TASK DIRECTIONS: Please copy out all lines of the entries that contain the word "static".

*** Block opens ***

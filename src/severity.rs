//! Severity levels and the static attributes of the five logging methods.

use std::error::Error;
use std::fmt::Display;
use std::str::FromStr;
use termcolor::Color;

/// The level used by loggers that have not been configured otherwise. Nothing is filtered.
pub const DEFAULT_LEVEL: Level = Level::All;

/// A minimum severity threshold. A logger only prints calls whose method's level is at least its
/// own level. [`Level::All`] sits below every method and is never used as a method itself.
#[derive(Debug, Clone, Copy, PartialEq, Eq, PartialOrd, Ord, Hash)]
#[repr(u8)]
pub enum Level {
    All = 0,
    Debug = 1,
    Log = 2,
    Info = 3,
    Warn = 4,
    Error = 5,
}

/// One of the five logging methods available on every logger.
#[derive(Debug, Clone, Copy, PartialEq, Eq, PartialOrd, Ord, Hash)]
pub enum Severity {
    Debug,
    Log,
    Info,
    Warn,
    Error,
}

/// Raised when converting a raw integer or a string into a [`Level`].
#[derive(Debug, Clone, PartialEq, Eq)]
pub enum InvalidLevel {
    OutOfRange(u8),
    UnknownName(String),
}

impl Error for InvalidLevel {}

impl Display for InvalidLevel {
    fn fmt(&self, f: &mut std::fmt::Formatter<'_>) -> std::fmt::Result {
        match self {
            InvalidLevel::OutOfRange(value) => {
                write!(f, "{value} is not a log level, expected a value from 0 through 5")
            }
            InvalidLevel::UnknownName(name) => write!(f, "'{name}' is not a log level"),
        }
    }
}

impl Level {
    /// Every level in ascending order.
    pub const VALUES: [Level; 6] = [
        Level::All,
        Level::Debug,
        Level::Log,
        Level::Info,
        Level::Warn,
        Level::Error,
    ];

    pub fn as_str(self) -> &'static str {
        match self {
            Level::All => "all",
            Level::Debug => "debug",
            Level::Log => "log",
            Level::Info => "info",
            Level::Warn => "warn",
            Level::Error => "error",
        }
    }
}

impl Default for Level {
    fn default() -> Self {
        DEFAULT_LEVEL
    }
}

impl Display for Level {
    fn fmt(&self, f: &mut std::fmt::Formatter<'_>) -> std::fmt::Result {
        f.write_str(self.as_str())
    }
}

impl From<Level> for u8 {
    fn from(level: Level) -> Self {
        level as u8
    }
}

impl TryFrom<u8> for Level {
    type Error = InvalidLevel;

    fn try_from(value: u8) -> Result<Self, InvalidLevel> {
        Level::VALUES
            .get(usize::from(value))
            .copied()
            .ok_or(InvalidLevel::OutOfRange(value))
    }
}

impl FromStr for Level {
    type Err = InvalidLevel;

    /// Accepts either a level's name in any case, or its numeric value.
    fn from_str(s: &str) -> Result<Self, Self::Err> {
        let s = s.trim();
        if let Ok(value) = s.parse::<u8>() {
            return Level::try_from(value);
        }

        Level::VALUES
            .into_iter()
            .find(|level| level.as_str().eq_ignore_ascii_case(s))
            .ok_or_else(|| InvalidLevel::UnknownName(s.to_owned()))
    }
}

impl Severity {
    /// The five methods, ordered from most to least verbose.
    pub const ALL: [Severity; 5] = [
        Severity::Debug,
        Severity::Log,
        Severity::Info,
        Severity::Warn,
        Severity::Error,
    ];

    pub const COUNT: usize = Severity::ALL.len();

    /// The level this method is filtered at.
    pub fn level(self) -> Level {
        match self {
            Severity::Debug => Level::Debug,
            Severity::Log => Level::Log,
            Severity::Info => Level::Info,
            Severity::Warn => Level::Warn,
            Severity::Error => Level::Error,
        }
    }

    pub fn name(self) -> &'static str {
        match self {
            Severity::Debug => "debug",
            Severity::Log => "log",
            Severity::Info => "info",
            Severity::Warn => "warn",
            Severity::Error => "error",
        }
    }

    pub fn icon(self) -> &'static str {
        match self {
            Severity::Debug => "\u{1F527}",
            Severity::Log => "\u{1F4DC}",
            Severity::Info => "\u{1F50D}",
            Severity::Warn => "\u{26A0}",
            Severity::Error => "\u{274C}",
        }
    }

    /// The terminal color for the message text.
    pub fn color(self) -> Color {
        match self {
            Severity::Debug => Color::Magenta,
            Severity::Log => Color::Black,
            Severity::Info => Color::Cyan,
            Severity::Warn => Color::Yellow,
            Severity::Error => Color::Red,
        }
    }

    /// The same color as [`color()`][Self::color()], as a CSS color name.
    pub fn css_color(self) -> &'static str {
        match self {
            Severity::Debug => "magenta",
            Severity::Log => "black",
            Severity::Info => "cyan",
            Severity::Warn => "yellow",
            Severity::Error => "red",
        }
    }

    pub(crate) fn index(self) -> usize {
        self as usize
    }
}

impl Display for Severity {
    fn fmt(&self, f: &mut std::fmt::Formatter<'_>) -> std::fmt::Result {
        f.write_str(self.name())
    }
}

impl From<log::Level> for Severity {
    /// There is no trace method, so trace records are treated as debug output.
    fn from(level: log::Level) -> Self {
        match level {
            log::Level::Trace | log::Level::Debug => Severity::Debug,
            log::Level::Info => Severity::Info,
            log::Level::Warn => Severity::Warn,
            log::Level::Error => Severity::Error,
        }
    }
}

*** Block closes ***

REPLY:
//! Severity levels and the static attributes of the five logging methods.
    pub fn as_str(self) -> &'static str {
    pub fn name(self) -> &'static str {
    pub fn icon(self) -> &'static str {
    pub fn css_color(self) -> &'static str {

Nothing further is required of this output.